This suggests HOBO is most effective when domain sizes align closely with powers of two. The early QUBO lead aligns with the 9×9-specific burden of range penalties for HOBO, which introduce heavy boundaries that slow simple repairs even though HOBO remains structurally more permissive overall. Read together, the early and late regimes reconcile representation, geometry, and the cell-level range effect without contradiction.

Figure 7 (4×4 success). Both methods sit near the ceiling at 10–30% blanks, confirming that the instance is easy enough for either encoding to succeed rapidly. As the puzzle thins to 40–50%, HOBO’s curve declines gently while QUBO falls faster, leaving a clear margin at the same shot budget. The difference here isolates the cell-level story cleanly: no range penalties are needed, so HOBO’s richer valid-state coverage and smoother energy translate directly into higher success. The result says that more of HOBO’s proposals remain meaningful even when information is scarce, which reduces the time spent on “housekeeping” and accelerates the last-mile convergence. Practically, 4×4 functions as a control that makes the mechanism visible without confounders.
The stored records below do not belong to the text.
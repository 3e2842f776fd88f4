//! VM reaper - powers off and destroys stale VMs below a folder.

use std::sync::Arc;

use chrono::{DateTime, Utc};
use tokio_util::sync::CancellationToken;
use tracing::{debug, info, warn};

use crate::audit::ReapAuditLogger;
use crate::config::ReaperConfig;
use crate::error::{ReapError, Result, ResultExt, aggregate};
use crate::inventory::{Inventory, InventoryObject, ObjectKind, PowerState};
use crate::lister::Lister;
use crate::task::{PendingTask, wait_for_tasks};

/// VMs selected for reclamation, split by whether they need a power-off first.
#[derive(Debug, Default)]
pub struct VmCandidates {
    pub power_off_and_destroy: Vec<InventoryObject>,
    pub destroy: Vec<InventoryObject>,
    /// Paths of VMs that could not be judged for lack of runtime properties.
    pub unreadable: Vec<String>,
}

impl VmCandidates {
    /// Split `vms` into candidates. Templates and VMs created after
    /// `cutoff` are left alone.
    pub fn select(vms: Vec<InventoryObject>, cutoff: Option<DateTime<Utc>>) -> Self {
        let mut candidates = Self::default();

        for vm in vms {
            let Some(runtime) = &vm.vm else {
                warn!(path = %vm.path, "VM has no runtime properties");
                candidates.unreadable.push(vm.path);
                continue;
            };
            if runtime.template {
                continue;
            }
            if let (Some(cutoff), Some(created)) = (cutoff, runtime.created_at) {
                if created > cutoff {
                    debug!(vm = %runtime.name, created = %created, "Skipping VM created after cutoff");
                    continue;
                }
            }

            if runtime.power_state == PowerState::PoweredOn {
                candidates.power_off_and_destroy.push(vm);
            } else {
                candidates.destroy.push(vm);
            }
        }

        candidates
    }

    pub fn len(&self) -> usize {
        self.power_off_and_destroy.len() + self.destroy.len()
    }

    pub fn is_empty(&self) -> bool {
        self.len() == 0
    }

    /// Running VMs first, then the rest.
    pub fn all(&self) -> impl Iterator<Item = &InventoryObject> {
        self.power_off_and_destroy.iter().chain(self.destroy.iter())
    }
}

/// Destroys every stale, non-template VM below a folder.
pub struct VmReaper {
    inventory: Arc<dyn Inventory>,
    lister: Lister,
    config: Arc<ReaperConfig>,
    audit: Arc<ReapAuditLogger>,
    cancel: CancellationToken,
}

impl VmReaper {
    pub fn new(
        inventory: Arc<dyn Inventory>,
        config: Arc<ReaperConfig>,
        audit: Arc<ReapAuditLogger>,
        cancel: CancellationToken,
    ) -> Self {
        Self {
            lister: Lister::new(Arc::clone(&inventory)),
            inventory,
            config,
            audit,
            cancel,
        }
    }

    /// Reap the VMs below `folder`.
    ///
    /// Power-off failures are logged and ignored; the destroy that follows
    /// reports the VMs that really could not be removed.
    pub async fn reap(&self, folder: &str) -> Result<()> {
        if folder.is_empty() {
            return Err(ReapError::InvalidInput(
                "cannot use empty string as folder".to_string(),
            ));
        }

        info!(folder = %folder, "Deleting VMs in folder");

        let vms = self
            .lister
            .list(folder, &[ObjectKind::VirtualMachine])
            .await?;
        if vms.is_empty() {
            return Ok(());
        }

        let candidates = VmCandidates::select(vms, self.config.cutoff());
        let mut errors: Vec<ReapError> = candidates
            .unreadable
            .iter()
            .cloned()
            .map(ReapError::MissingProperties)
            .collect();

        if !candidates.is_empty() {
            self.power_off(&candidates).await?;
            if let Err(e) = self.destroy(&candidates).await {
                if e.is_cancelled() {
                    return Err(e);
                }
                errors.push(e);
            }
        }

        aggregate(errors)
    }

    async fn power_off(&self, candidates: &VmCandidates) -> Result<()> {
        let mut tasks = Vec::new();

        for vm in &candidates.power_off_and_destroy {
            if self.cancel.is_cancelled() {
                return Err(ReapError::Cancelled);
            }
            let name = vm.name();
            info!(vm = %name, "Powering off VM");
            self.audit.power_off_vm(&vm.reference.id, name);
            if self.config.dry_run {
                continue;
            }

            match self.inventory.power_off(&vm.reference).await {
                Ok(task) => {
                    info!(vm = %name, task = %task, "Created PowerOff task for VM");
                    tasks.push(PendingTask::new(task, name).ignoring_errors());
                }
                Err(e) => info!(vm = %name, error = %e, "Ignoring error creating PowerOff task"),
            }
        }

        // The VM may already be powering off. A VM that really failed to
        // power off surfaces in the destroy below.
        wait_for_tasks(self.inventory.as_ref(), tasks, &self.cancel).await
    }

    async fn destroy(&self, candidates: &VmCandidates) -> Result<()> {
        let mut tasks = Vec::new();
        let mut errors = Vec::new();

        for vm in candidates.all() {
            if self.cancel.is_cancelled() {
                return Err(ReapError::Cancelled);
            }
            let name = vm.name();
            info!(vm = %name, "Destroying VM");
            self.audit.destroy_vm(&vm.reference.id, name);
            if self.config.dry_run {
                continue;
            }

            match self.inventory.destroy(&vm.reference).await {
                Ok(task) => {
                    info!(vm = %name, task = %task, "Created Destroy task for VM");
                    tasks.push(PendingTask::new(task, name));
                }
                Err(e) => errors.push(e.context(format!("creating Destroy task for VM {}", name))),
            }
        }

        let waited = wait_for_tasks(self.inventory.as_ref(), tasks, &self.cancel)
            .await
            .context("waiting for VM destroy tasks to finish");
        if let Err(e) = waited {
            if e.is_cancelled() {
                return Err(e);
            }
            errors.push(e);
        }

        aggregate(errors)
    }
}

#[cfg(test)]
mod tests {
    use chrono::Duration;

    use super::*;
    use crate::audit::create_audit_logger;
    use crate::memory::{MemoryPlatform, Mutation, Seed};

    fn reaper(platform: &Arc<MemoryPlatform>, config: ReaperConfig) -> VmReaper {
        let dry_run = config.dry_run;
        VmReaper::new(
            platform.clone(),
            Arc::new(config),
            create_audit_logger("vms", dry_run),
            CancellationToken::new(),
        )
    }

    #[tokio::test]
    async fn test_powers_off_then_destroys_stale_vm() {
        let now = Utc::now();
        let platform = Arc::new(MemoryPlatform::new());
        platform.seed(&[
            Seed::folder("/DC0/vm/F"),
            Seed::vm("/DC0/vm/F/v1")
                .powered_on()
                .created_at(now - Duration::hours(24)),
        ]);
        let config = ReaperConfig {
            now: Some(now),
            ..Default::default()
        }
        .max_age(Duration::hours(12));

        reaper(&platform, config).reap("/DC0/vm/F").await.unwrap();

        assert_eq!(
            platform.mutations(),
            vec![
                Mutation::PowerOff("/DC0/vm/F/v1".into()),
                Mutation::Destroy("/DC0/vm/F/v1".into()),
            ]
        );
        assert!(platform.paths_below("/DC0/vm/F").is_empty());
    }

    #[tokio::test]
    async fn test_keeps_vm_created_after_cutoff() {
        let now = Utc::now();
        let platform = Arc::new(MemoryPlatform::new());
        platform.seed(&[
            Seed::folder("/DC0/vm/F"),
            Seed::vm("/DC0/vm/F/v1")
                .powered_on()
                .created_at(now - Duration::hours(1)),
        ]);
        let config = ReaperConfig {
            now: Some(now),
            ..Default::default()
        }
        .max_age(Duration::hours(12));

        reaper(&platform, config).reap("/DC0/vm/F").await.unwrap();

        assert!(platform.mutations().is_empty());
        assert_eq!(platform.paths_below("/DC0/vm/F"), vec!["/DC0/vm/F/v1"]);
    }

    #[tokio::test]
    async fn test_templates_are_never_candidates() {
        let platform = Arc::new(MemoryPlatform::new());
        platform.seed(&[
            Seed::folder("/DC0/vm/F"),
            Seed::vm("/DC0/vm/F/tpl").template(),
            Seed::vm("/DC0/vm/F/sub/off"),
        ]);

        reaper(&platform, ReaperConfig::default())
            .reap("/DC0/vm/F")
            .await
            .unwrap();

        assert_eq!(
            platform.mutations(),
            vec![Mutation::Destroy("/DC0/vm/F/sub/off".into())]
        );
        assert!(platform.exists("/DC0/vm/F/tpl"));
    }

    #[tokio::test]
    async fn test_power_off_failure_does_not_block_destroy() {
        let platform = Arc::new(MemoryPlatform::new());
        platform.seed(&[Seed::folder("/DC0/vm/F"), Seed::vm("/DC0/vm/F/v1").powered_on()]);
        platform.fail_power_off("/DC0/vm/F/v1");

        reaper(&platform, ReaperConfig::default())
            .reap("/DC0/vm/F")
            .await
            .unwrap();

        assert!(!platform.exists("/DC0/vm/F/v1"));
    }

    #[tokio::test]
    async fn test_destroy_failure_is_propagated() {
        let platform = Arc::new(MemoryPlatform::new());
        platform.seed(&[
            Seed::folder("/DC0/vm/F"),
            Seed::vm("/DC0/vm/F/stuck"),
            Seed::vm("/DC0/vm/F/fine"),
        ]);
        platform.fail_destroy("/DC0/vm/F/stuck");

        let err = reaper(&platform, ReaperConfig::default())
            .reap("/DC0/vm/F")
            .await
            .unwrap_err();

        assert!(err.to_string().contains("stuck"), "{err}");
        assert!(platform.exists("/DC0/vm/F/stuck"));
        assert!(!platform.exists("/DC0/vm/F/fine"));
    }

    #[tokio::test]
    async fn test_dry_run_issues_no_mutation() {
        let platform = Arc::new(MemoryPlatform::new());
        platform.seed(&[Seed::folder("/DC0/vm/F"), Seed::vm("/DC0/vm/F/v1").powered_on()]);
        let before = platform.snapshot();

        reaper(&platform, ReaperConfig::default().dry_run(true))
            .reap("/DC0/vm/F")
            .await
            .unwrap();

        assert!(platform.mutations().is_empty());
        assert_eq!(platform.snapshot(), before);
    }

    #[tokio::test]
    async fn test_empty_folder_path_fails_fast() {
        let platform = Arc::new(MemoryPlatform::new());
        let err = reaper(&platform, ReaperConfig::default())
            .reap("")
            .await
            .unwrap_err();
        assert!(matches!(err, ReapError::InvalidInput(_)));
        assert_eq!(platform.calls(), 0);
    }

    #[tokio::test]
    async fn test_no_vms_is_a_no_op() {
        let platform = Arc::new(MemoryPlatform::new());
        platform.seed(&[Seed::folder("/DC0/vm/F"), Seed::folder("/DC0/vm/F/a")]);

        reaper(&platform, ReaperConfig::default())
            .reap("/DC0/vm/F")
            .await
            .unwrap();
        assert!(platform.mutations().is_empty());
    }

    #[tokio::test]
    async fn test_vm_without_runtime_properties_is_reported() {
        let platform = Arc::new(MemoryPlatform::new());
        platform.seed(&[
            Seed::folder("/DC0/vm/F"),
            Seed::vm("/DC0/vm/F/partial").without_runtime(),
            Seed::vm("/DC0/vm/F/fine"),
        ]);

        let err = reaper(&platform, ReaperConfig::default())
            .reap("/DC0/vm/F")
            .await
            .unwrap_err();

        let ReapError::Aggregate(agg) = &err else {
            panic!("expected aggregate, got {err:?}");
        };
        assert!(matches!(
            agg.errors(),
            [ReapError::MissingProperties(path)] if path == "/DC0/vm/F/partial"
        ));
        assert!(platform.exists("/DC0/vm/F/partial"));
        assert!(!platform.exists("/DC0/vm/F/fine"));
    }
}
Figure 7 | 4×4: success rate vs. blank-cell rate (10k shots). Near-ceiling overall; HOBO decays more slowly at 40–50%.

Figure 8 (8×8 success). At 10% blanks both methods are again essentially perfect, but by 20–30% HOBO keeps a consistent margin that matches the “more meaningful steps” narrative. This scale is large enough that coordination across rows and columns matters, yet not so under-specified that all structure dissolves; in this band HOBO’s structural advantages and smoother energy yield a measurable, repeatable benefit. Beyond 40% both encodings fall to 0%, which we attribute to under-specification rather than an encoding failure—there simply is not enough information for either surface to guide the sampler within 50k shots. The fact that HOBO’s lead appears before the collapse indicates that the benefit accrues while information is still actionable. In short, 8×8 connects the clean 4×4 story to the structured 9×9 curve in a way that highlights the same causes at a mid scale.

Figure 8 | 8×8: success rate vs. blank-cell rate (10k shots). HOBO maintains a consistent margin; both collapse beyond 40%.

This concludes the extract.